**Exercise prompt**
Exactly the lines from the beginning of the material to the line with "pub fn cached_app(store: &MockTodoStore)" are to be repeated, both ends included.

Extracted data: Begin

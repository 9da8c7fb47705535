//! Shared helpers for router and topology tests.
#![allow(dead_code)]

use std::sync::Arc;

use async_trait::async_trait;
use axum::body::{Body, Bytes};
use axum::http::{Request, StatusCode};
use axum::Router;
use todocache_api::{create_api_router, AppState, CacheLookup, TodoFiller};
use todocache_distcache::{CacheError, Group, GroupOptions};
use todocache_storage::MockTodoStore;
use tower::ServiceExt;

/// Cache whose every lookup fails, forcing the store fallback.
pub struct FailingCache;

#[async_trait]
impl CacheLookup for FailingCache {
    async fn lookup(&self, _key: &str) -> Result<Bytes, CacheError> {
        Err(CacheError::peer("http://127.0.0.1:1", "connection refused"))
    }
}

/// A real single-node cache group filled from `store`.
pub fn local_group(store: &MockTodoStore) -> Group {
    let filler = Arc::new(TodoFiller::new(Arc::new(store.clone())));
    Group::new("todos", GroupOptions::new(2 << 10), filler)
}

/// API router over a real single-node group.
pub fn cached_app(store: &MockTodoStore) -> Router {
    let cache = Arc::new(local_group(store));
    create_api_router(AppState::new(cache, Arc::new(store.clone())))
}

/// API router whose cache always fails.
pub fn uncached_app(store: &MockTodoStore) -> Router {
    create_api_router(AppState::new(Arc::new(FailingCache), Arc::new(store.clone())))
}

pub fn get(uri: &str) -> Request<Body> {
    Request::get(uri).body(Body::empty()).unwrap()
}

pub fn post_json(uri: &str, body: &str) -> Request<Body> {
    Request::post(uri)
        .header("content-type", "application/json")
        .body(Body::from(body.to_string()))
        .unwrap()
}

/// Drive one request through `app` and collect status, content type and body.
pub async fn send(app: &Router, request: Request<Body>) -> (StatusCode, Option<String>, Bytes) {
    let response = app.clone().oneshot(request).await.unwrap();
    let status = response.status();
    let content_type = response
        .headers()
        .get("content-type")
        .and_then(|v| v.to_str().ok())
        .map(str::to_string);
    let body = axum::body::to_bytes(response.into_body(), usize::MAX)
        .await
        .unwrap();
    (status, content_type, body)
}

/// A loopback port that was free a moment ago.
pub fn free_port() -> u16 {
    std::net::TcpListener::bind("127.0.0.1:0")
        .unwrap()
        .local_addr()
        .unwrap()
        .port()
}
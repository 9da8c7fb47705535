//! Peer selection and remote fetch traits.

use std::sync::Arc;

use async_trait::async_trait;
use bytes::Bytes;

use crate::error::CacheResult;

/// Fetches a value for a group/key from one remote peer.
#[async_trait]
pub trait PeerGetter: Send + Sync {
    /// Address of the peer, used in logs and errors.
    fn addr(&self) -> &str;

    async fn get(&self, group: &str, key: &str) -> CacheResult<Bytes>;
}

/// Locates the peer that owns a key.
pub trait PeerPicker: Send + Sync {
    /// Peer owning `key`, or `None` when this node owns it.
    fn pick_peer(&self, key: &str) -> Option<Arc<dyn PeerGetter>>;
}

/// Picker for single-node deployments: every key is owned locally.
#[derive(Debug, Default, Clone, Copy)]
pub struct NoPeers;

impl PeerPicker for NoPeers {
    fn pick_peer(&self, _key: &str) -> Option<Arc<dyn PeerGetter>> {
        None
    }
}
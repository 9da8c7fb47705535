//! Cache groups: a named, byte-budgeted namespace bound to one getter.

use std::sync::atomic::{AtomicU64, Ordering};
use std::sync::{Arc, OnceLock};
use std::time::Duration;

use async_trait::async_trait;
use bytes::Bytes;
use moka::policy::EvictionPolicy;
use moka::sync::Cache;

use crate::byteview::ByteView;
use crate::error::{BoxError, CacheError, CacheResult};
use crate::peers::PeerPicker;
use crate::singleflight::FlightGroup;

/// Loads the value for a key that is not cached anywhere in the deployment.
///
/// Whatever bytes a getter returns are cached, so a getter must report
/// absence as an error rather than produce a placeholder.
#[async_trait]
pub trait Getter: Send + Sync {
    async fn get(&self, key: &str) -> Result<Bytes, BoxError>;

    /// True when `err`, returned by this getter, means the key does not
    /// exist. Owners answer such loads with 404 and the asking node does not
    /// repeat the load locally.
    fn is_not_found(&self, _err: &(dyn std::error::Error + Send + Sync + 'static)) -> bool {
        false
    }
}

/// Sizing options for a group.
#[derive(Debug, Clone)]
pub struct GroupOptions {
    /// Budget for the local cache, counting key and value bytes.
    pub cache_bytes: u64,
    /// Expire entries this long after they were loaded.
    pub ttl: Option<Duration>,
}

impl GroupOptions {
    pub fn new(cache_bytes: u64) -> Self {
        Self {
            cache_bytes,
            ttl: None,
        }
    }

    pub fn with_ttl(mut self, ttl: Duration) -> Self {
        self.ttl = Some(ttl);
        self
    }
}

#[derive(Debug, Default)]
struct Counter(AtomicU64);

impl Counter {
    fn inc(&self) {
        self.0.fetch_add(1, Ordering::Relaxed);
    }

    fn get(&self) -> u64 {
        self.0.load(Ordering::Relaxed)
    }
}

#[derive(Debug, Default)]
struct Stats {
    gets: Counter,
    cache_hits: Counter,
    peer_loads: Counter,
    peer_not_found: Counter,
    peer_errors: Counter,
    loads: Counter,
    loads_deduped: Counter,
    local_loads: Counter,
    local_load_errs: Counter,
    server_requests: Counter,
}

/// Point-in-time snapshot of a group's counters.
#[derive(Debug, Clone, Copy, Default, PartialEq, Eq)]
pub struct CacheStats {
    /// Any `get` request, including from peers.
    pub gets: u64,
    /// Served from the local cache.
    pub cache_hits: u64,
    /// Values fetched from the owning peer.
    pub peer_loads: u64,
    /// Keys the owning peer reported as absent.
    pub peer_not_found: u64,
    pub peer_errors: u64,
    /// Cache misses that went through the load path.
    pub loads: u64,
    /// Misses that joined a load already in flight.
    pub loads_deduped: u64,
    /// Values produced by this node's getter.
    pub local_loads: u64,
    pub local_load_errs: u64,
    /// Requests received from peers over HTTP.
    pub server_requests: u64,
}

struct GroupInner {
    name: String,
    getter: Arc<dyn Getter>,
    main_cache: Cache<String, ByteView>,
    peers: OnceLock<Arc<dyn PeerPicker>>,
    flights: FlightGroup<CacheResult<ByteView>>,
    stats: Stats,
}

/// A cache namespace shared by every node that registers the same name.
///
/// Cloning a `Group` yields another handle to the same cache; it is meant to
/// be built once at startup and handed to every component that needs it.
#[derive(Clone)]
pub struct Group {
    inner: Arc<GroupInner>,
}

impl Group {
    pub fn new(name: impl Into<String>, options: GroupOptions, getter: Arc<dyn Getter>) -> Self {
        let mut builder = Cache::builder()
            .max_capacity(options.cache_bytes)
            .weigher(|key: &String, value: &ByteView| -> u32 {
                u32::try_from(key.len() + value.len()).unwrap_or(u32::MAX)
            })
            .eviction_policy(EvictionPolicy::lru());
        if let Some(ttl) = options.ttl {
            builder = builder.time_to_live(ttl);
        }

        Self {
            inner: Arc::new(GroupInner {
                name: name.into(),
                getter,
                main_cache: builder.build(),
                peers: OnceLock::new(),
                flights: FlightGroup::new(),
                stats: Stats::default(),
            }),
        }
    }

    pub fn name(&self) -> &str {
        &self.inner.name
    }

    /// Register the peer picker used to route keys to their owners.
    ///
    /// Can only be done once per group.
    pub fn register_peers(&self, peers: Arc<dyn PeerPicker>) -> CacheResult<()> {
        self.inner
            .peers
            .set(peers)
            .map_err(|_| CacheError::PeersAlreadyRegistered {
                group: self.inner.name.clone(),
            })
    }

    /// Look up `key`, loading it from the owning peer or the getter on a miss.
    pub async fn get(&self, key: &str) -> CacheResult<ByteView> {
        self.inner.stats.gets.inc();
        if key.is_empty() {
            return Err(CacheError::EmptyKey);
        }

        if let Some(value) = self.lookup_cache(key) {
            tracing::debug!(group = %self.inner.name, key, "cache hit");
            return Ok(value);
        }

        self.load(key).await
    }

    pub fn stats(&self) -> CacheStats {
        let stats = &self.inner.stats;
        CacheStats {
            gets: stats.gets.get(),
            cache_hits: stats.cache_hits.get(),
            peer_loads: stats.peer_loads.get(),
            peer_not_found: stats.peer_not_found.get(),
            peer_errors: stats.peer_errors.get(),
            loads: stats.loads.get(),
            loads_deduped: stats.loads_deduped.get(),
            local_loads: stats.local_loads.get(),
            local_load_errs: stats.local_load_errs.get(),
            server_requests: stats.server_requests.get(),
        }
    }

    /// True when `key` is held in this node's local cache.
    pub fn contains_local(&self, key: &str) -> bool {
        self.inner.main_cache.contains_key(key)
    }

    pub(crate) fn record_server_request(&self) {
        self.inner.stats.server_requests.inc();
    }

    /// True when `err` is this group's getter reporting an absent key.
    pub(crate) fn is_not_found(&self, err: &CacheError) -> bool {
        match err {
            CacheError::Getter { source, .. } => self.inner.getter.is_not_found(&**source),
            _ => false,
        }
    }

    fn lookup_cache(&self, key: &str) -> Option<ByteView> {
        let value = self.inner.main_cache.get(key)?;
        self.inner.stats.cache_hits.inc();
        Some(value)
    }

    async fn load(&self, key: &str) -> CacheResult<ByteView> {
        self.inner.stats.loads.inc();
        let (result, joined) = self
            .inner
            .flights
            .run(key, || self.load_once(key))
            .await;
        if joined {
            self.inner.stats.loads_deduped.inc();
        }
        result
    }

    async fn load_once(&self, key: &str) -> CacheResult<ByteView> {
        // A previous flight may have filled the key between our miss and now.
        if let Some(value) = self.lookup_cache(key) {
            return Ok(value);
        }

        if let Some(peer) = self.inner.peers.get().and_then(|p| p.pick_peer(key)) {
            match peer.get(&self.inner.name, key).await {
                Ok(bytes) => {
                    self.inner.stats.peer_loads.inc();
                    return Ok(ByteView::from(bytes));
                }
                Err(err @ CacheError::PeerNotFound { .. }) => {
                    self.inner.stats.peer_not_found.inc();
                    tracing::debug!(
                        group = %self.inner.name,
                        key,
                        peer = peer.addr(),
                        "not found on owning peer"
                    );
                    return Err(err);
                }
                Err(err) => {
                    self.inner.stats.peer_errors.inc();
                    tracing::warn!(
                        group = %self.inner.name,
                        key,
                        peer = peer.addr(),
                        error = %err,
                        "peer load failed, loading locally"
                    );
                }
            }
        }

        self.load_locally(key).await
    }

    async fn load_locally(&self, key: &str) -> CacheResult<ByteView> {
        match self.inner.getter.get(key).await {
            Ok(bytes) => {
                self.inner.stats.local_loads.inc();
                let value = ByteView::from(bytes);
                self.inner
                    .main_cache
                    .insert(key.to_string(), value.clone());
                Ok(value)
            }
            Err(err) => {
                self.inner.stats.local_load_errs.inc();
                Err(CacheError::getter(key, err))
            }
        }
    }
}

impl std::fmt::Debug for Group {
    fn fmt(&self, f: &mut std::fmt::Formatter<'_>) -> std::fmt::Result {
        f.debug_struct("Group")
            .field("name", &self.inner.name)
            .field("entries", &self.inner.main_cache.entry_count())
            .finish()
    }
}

Extracted data: End

**Response box**
repository 9da8c7fb47705535
//! Shared helpers for router and topology tests.
#![allow(dead_code)]

use std::sync::Arc;

use async_trait::async_trait;
use axum::body::{Body, Bytes};
use axum::http::{Request, StatusCode};
use axum::Router;
use todocache_api::{create_api_router, AppState, CacheLookup, TodoFiller};
use todocache_distcache::{CacheError, Group, GroupOptions};
use todocache_storage::MockTodoStore;
use tower::ServiceExt;

/// Cache whose every lookup fails, forcing the store fallback.
pub struct FailingCache;

#[async_trait]
impl CacheLookup for FailingCache {
    async fn lookup(&self, _key: &str) -> Result<Bytes, CacheError> {
        Err(CacheError::peer("http://127.0.0.1:1", "connection refused"))
    }
}

/// A real single-node cache group filled from `store`.
pub fn local_group(store: &MockTodoStore) -> Group {
    let filler = Arc::new(TodoFiller::new(Arc::new(store.clone())));
    Group::new("todos", GroupOptions::new(2 << 10), filler)
}

/// API router over a real single-node group.
pub fn cached_app(store: &MockTodoStore) -> Router {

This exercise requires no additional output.